Saved entries:

▼

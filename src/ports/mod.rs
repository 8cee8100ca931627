mod host_environment;
mod output_store;
mod template_source;

pub use host_environment::HostEnvironment;
pub use output_store::OutputStore;
pub use template_source::TemplateSource;
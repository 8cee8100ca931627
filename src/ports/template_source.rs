use crate::domain::{AppError, TemplateFile};

/// Port for discovering template documents.
pub trait TemplateSource {
    /// Enumerate every template file, in a stable discovery order.
    fn discover(&self) -> Result<Vec<TemplateFile>, AppError>;
}
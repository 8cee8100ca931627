mod mock_output_store;
mod mock_template_source;
mod recording_host;
mod test_files;

pub use self::mock_output_store::MockOutputStore;
pub use self::mock_template_source::MockTemplateSource;
pub use self::recording_host::RecordingHost;
pub use self::test_files::TestFiles;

▲

YOUR GOAL: All entries above are to be copied exactly, with none left out.

SOLVED PROBLEM:
filename src/ports/mod.rs
repository 8cee8100ca931627
mod host_environment;
mod output_store;
mod template_source;

pub use host_environment::HostEnvironment;
pub use output_store::OutputStore;
pub use template_source::TemplateSource;
repository 8cee8100ca931627
filename src/ports/template_source.rs
use crate::domain::{AppError, TemplateFile};

/// Port for discovering template documents.
pub trait TemplateSource {
    /// Enumerate every template file, in a stable discovery order.
    fn discover(&self) -> Result<Vec<TemplateFile>, AppError>;
}
repository 8cee8100ca931627
mod mock_output_store;
mod mock_template_source;
mod recording_host;
mod test_files;

pub use self::mock_output_store::MockOutputStore;
pub use self::mock_template_source::MockTemplateSource;
pub use self::recording_host::RecordingHost;
pub use self::test_files::TestFiles;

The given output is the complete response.